fn expect_int(value: &Value, name: &str) -> Result<i64> {
    match &*value.0 {
        ValueKind::Int(n) => Ok(*n),
        _ => Err(runtime(format!(
            "`{name}` expected Int but found {}",
            value.type_name()
        ))),
    }
}

fn expect_number(value: &Value, name: &str) -> Result<f64> {
    match &*value.0 {
        ValueKind::Int(n) => Ok(*n as f64),
        ValueKind::Float(f) => Ok(*f),
        _ => Err(runtime(format!(
            "`{name}` expected numeric but found {}",
            value.type_name()
        ))),
    }
}

fn expect_array(value: &Value, name: &str) -> Result<Vec<Value>> {
    value
        .array_snapshot()
        .ok_or_else(|| runtime(format!("`{name}` expected Array but found {}", value.type_name())))
}

fn type_of(_: &mut Interpreter, args: &[Value]) -> Result<Value> {
    Ok(Value::string(args[0].type_name()))
}

fn fail(_: &mut Interpreter, args: &[Value]) -> Result<Value> {
    Err(runtime(args[0].to_string()))
}

fn emit(interpreter: &mut Interpreter, level: Level, args: &[Value]) -> Result<Value> {
    interpreter.sink().write(level, args).map_err(|err| {
        runtime(format!("console.{} failed: {err}", level.method_name()))
    })?;
    Ok(Value::unit())
}

fn console_log(interpreter: &mut Interpreter, args: &[Value]) -> Result<Value> {
    emit(interpreter, Level::Log, args)
}

fn console_info(interpreter: &mut Interpreter, args: &[Value]) -> Result<Value> {
    emit(interpreter, Level::Info, args)
}

fn console_warn(interpreter: &mut Interpreter, args: &[Value]) -> Result<Value> {
    emit(interpreter, Level::Warn, args)
}

fn console_error(interpreter: &mut Interpreter, args: &[Value]) -> Result<Value> {
    emit(interpreter, Level::Error, args)
}

fn string_is_empty(_: &mut Interpreter, args: &[Value]) -> Result<Value> {
    let text = expect_string(&args[0], "std.string.is_empty")?;
    Ok(Value::bool(text.is_empty()))
}

fn string_to_upper(_: &mut Interpreter, args: &[Value]) -> Result<Value> {
    let text = expect_string(&args[0], "std.string.to_upper")?;
    Ok(Value::string(text.to_uppercase()))
}

fn string_to_lower(_: &mut Interpreter, args: &[Value]) -> Result<Value> {
    let text = expect_string(&args[0], "std.string.to_lower")?;
    Ok(Value::string(text.to_lowercase()))
}

fn string_trim(_: &mut Interpreter, args: &[Value]) -> Result<Value> {
    let text = expect_string(&args[0], "std.string.trim")?;
    Ok(Value::string(text.trim()))
}

fn string_split(_: &mut Interpreter, args: &[Value]) -> Result<Value> {
    let text = expect_string(&args[0], "std.string.split")?;
    let separator = expect_string(&args[1], "std.string.split")?;
    if separator.is_empty() {
        return Err(runtime("separator must not be empty"));
    }
    let parts = text.split(separator).map(Value::string).collect();
    Ok(Value::array(parts))
}

fn string_replace(_: &mut Interpreter, args: &[Value]) -> Result<Value> {
    let text = expect_string(&args[0], "std.string.replace")?;
    let from = expect_string(&args[1], "std.string.replace")?;
    let to = expect_string(&args[2], "std.string.replace")?;
    Ok(Value::string(text.replace(from, to)))
}

fn string_starts_with(_: &mut Interpreter, args: &[Value]) -> Result<Value> {
    let text = expect_string(&args[0], "std.string.starts_with")?;
    let prefix = expect_string(&args[1], "std.string.starts_with")?;
    Ok(Value::bool(text.starts_with(prefix)))
}

fn string_ends_with(_: &mut Interpreter, args: &[Value]) -> Result<Value> {
    let text = expect_string(&args[0], "std.string.ends_with")?;
    let suffix = expect_string(&args[1], "std.string.ends_with")?;
    Ok(Value::bool(text.ends_with(suffix)))
}

fn string_contains(_: &mut Interpreter, args: &[Value]) -> Result<Value> {
    let text = expect_string(&args[0], "std.string.contains")?;
    let needle = expect_string(&args[1], "std.string.contains")?;
    Ok(Value::bool(text.contains(needle)))
}

fn string_join(_: &mut Interpreter, args: &[Value]) -> Result<Value> {
    let items = expect_array(&args[0], "std.string.join")?;
    let separator = expect_string(&args[1], "std.string.join")?;
    let mut output = String::new();
    for (idx, item) in items.iter().enumerate() {
        if idx > 0 {
            output.push_str(separator);
        }
        output.push_str(&item.to_string());
    }
    Ok(Value::string(output))
}

fn string_from(_: &mut Interpreter, args: &[Value]) -> Result<Value> {
    Ok(Value::string(args[0].to_string()))
}

fn collections_len(_: &mut Interpreter, args: &[Value]) -> Result<Value> {
    let len = match &*args[0].0 {
        ValueKind::String(s) => s.chars().count(),
        ValueKind::Array(values) => values.borrow().len(),
        ValueKind::Map(map) => map.borrow().len(),
        _ => return Err(runtime("len expects string, array, or map")),
    };
    Ok(Value::int(len as i64))
}

fn collections_push(_: &mut Interpreter, args: &[Value]) -> Result<Value> {
    let values = args[0]
        .as_array()
        .ok_or_else(|| runtime("push expects array as first argument"))?;
    let mut values = values.borrow_mut();
    values.push(args[1].clone());
    Ok(Value::int(values.len() as i64))
}

fn collections_pop(_: &mut Interpreter, args: &[Value]) -> Result<Value> {
    let values = args[0]
        .as_array()
        .ok_or_else(|| runtime("pop expects array"))?;
    let popped = values.borrow_mut().pop();
    Ok(popped.unwrap_or_else(Value::unit))
}

fn collections_unshift(_: &mut Interpreter, args: &[Value]) -> Result<Value> {
    let values = args[0]
        .as_array()
        .ok_or_else(|| runtime("unshift expects array as first argument"))?;
    let mut values = values.borrow_mut();
    values.insert(0, args[1].clone());
    Ok(Value::int(values.len() as i64))
}

fn collections_insert(_: &mut Interpreter, args: &[Value]) -> Result<Value> {
    match &*args[0].0 {
        ValueKind::Map(map) => {
            let key = expect_string(&args[1], "std.collections.insert")?;
            map.borrow_mut().insert(key.to_string(), args[2].clone());
            Ok(args[0].clone())
        }
        ValueKind::Array(values) => {
            let idx = expect_int(&args[1], "std.collections.insert")?;
            let mut values = values.borrow_mut();
            let slot = usize::try_from(idx)
                .ok()
                .filter(|slot| *slot <= values.len())
                .ok_or_else(|| {
                    runtime(format!(
                        "insert index {idx} out of bounds for length {}",
                        values.len()
                    ))
                })?;
            values.insert(slot, args[2].clone());
            drop(values);
            Ok(args[0].clone())
        }
        _ => Err(runtime("insert expects map or array as first argument")),
    }
}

- **The task**
Exactly as they appear above, transcribe the records in full.

- **Exercise answer**
fn expect_int(value: &Value, name: &str) -> Result<i64> {
    match &*value.0 {
        ValueKind::Int(n) => Ok(*n),
        _ => Err(runtime(format!(
            "`{name}` expected Int but found {}",
            value.type_name()
        ))),
    }
}

fn expect_number(value: &Value, name: &str) -> Result<f64> {
    match &*value.0 {
        ValueKind::Int(n) => Ok(*n as f64),
        ValueKind::Float(f) => Ok(*f),
        _ => Err(runtime(format!(
            "`{name}` expected numeric but found {}",
            value.type_name()
        ))),
    }
}

fn expect_array(value: &Value, name: &str) -> Result<Vec<Value>> {
    value
        .array_snapshot()
        .ok_or_else(|| runtime(format!("`{name}` expected Array but found {}", value.type_name())))
}

fn type_of(_: &mut Interpreter, args: &[Value]) -> Result<Value> {
    Ok(Value::string(args[0].type_name()))
}

fn fail(_: &mut Interpreter, args: &[Value]) -> Result<Value> {
    Err(runtime(args[0].to_string()))
}

fn emit(interpreter: &mut Interpreter, level: Level, args: &[Value]) -> Result<Value> {
    interpreter.sink().write(level, args).map_err(|err| {
        runtime(format!("console.{} failed: {err}", level.method_name()))
    })?;
    Ok(Value::unit())
}

fn console_log(interpreter: &mut Interpreter, args: &[Value]) -> Result<Value> {
    emit(interpreter, Level::Log, args)
}

fn console_info(interpreter: &mut Interpreter, args: &[Value]) -> Result<Value> {
    emit(interpreter, Level::Info, args)
}

fn console_warn(interpreter: &mut Interpreter, args: &[Value]) -> Result<Value> {
    emit(interpreter, Level::Warn, args)
}

fn console_error(interpreter: &mut Interpreter, args: &[Value]) -> Result<Value> {
    emit(interpreter, Level::Error, args)
}

fn string_is_empty(_: &mut Interpreter, args: &[Value]) -> Result<Value> {
    let text = expect_string(&args[0], "std.string.is_empty")?;
    Ok(Value::bool(text.is_empty()))
}

fn string_to_upper(_: &mut Interpreter, args: &[Value]) -> Result<Value> {
    let text = expect_string(&args[0], "std.string.to_upper")?;
    Ok(Value::string(text.to_uppercase()))
}

fn string_to_lower(_: &mut Interpreter, args: &[Value]) -> Result<Value> {
    let text = expect_string(&args[0], "std.string.to_lower")?;
    Ok(Value::string(text.to_lowercase()))
}

fn string_trim(_: &mut Interpreter, args: &[Value]) -> Result<Value> {
    let text = expect_string(&args[0], "std.string.trim")?;
    Ok(Value::string(text.trim()))
}

fn string_split(_: &mut Interpreter, args: &[Value]) -> Result<Value> {
    let text = expect_string(&args[0], "std.string.split")?;
    let separator = expect_string(&args[1], "std.string.split")?;
    if separator.is_empty() {
        return Err(runtime("separator must not be empty"));
    }
    let parts = text.split(separator).map(Value::string).collect();
    Ok(Value::array(parts))
}

fn string_replace(_: &mut Interpreter, args: &[Value]) -> Result<Value> {
    let text = expect_string(&args[0], "std.string.replace")?;
    let from = expect_string(&args[1], "std.string.replace")?;
    let to = expect_string(&args[2], "std.string.replace")?;
    Ok(Value::string(text.replace(from, to)))
}

fn string_starts_with(_: &mut Interpreter, args: &[Value]) -> Result<Value> {
    let text = expect_string(&args[0], "std.string.starts_with")?;
    let prefix = expect_string(&args[1], "std.string.starts_with")?;
    Ok(Value::bool(text.starts_with(prefix)))
}

fn string_ends_with(_: &mut Interpreter, args: &[Value]) -> Result<Value> {
    let text = expect_string(&args[0], "std.string.ends_with")?;
    let suffix = expect_string(&args[1], "std.string.ends_with")?;
    Ok(Value::bool(text.ends_with(suffix)))
}

fn string_contains(_: &mut Interpreter, args: &[Value]) -> Result<Value> {
    let text = expect_string(&args[0], "std.string.contains")?;
    let needle = expect_string(&args[1], "std.string.contains")?;
    Ok(Value::bool(text.contains(needle)))
}

fn string_join(_: &mut Interpreter, args: &[Value]) -> Result<Value> {
    let items = expect_array(&args[0], "std.string.join")?;
    let separator = expect_string(&args[1], "std.string.join")?;
    let mut output = String::new();
    for (idx, item) in items.iter().enumerate() {
        if idx > 0 {
            output.push_str(separator);
        }
        output.push_str(&item.to_string());
    }
    Ok(Value::string(output))
}

fn string_from(_: &mut Interpreter, args: &[Value]) -> Result<Value> {
    Ok(Value::string(args[0].to_string()))
}

fn collections_len(_: &mut Interpreter, args: &[Value]) -> Result<Value> {
    let len = match &*args[0].0 {
        ValueKind::String(s) => s.chars().count(),
        ValueKind::Array(values) => values.borrow().len(),
        ValueKind::Map(map) => map.borrow().len(),
        _ => return Err(runtime("len expects string, array, or map")),
    };
    Ok(Value::int(len as i64))
}

fn collections_push(_: &mut Interpreter, args: &[Value]) -> Result<Value> {
    let values = args[0]
        .as_array()
        .ok_or_else(|| runtime("push expects array as first argument"))?;
    let mut values = values.borrow_mut();
    values.push(args[1].clone());
    Ok(Value::int(values.len() as i64))
}

fn collections_pop(_: &mut Interpreter, args: &[Value]) -> Result<Value> {
    let values = args[0]
        .as_array()
        .ok_or_else(|| runtime("pop expects array"))?;
    let popped = values.borrow_mut().pop();
    Ok(popped.unwrap_or_else(Value::unit))
}

fn collections_unshift(_: &mut Interpreter, args: &[Value]) -> Result<Value> {
    let values = args[0]
        .as_array()
        .ok_or_else(|| runtime("unshift expects array as first argument"))?;
    let mut values = values.borrow_mut();
    values.insert(0, args[1].clone());
    Ok(Value::int(values.len() as i64))
}

fn collections_insert(_: &mut Interpreter, args: &[Value]) -> Result<Value> {
    match &*args[0].0 {
        ValueKind::Map(map) => {
            let key = expect_string(&args[1], "std.collections.insert")?;
            map.borrow_mut().insert(key.to_string(), args[2].clone());
            Ok(args[0].clone())
        }
        ValueKind::Array(values) => {
            let idx = expect_int(&args[1], "std.collections.insert")?;
            let mut values = values.borrow_mut();
            let slot = usize::try_from(idx)
                .ok()
                .filter(|slot| *slot <= values.len())
                .ok_or_else(|| {
                    runtime(format!(
                        "insert index {idx} out of bounds for length {}",
                        values.len()
                    ))
                })?;
            values.insert(slot, args[2].clone());
            drop(values);
            Ok(args[0].clone())
        }
        _ => Err(runtime("insert expects map or array as first argument")),
    }
}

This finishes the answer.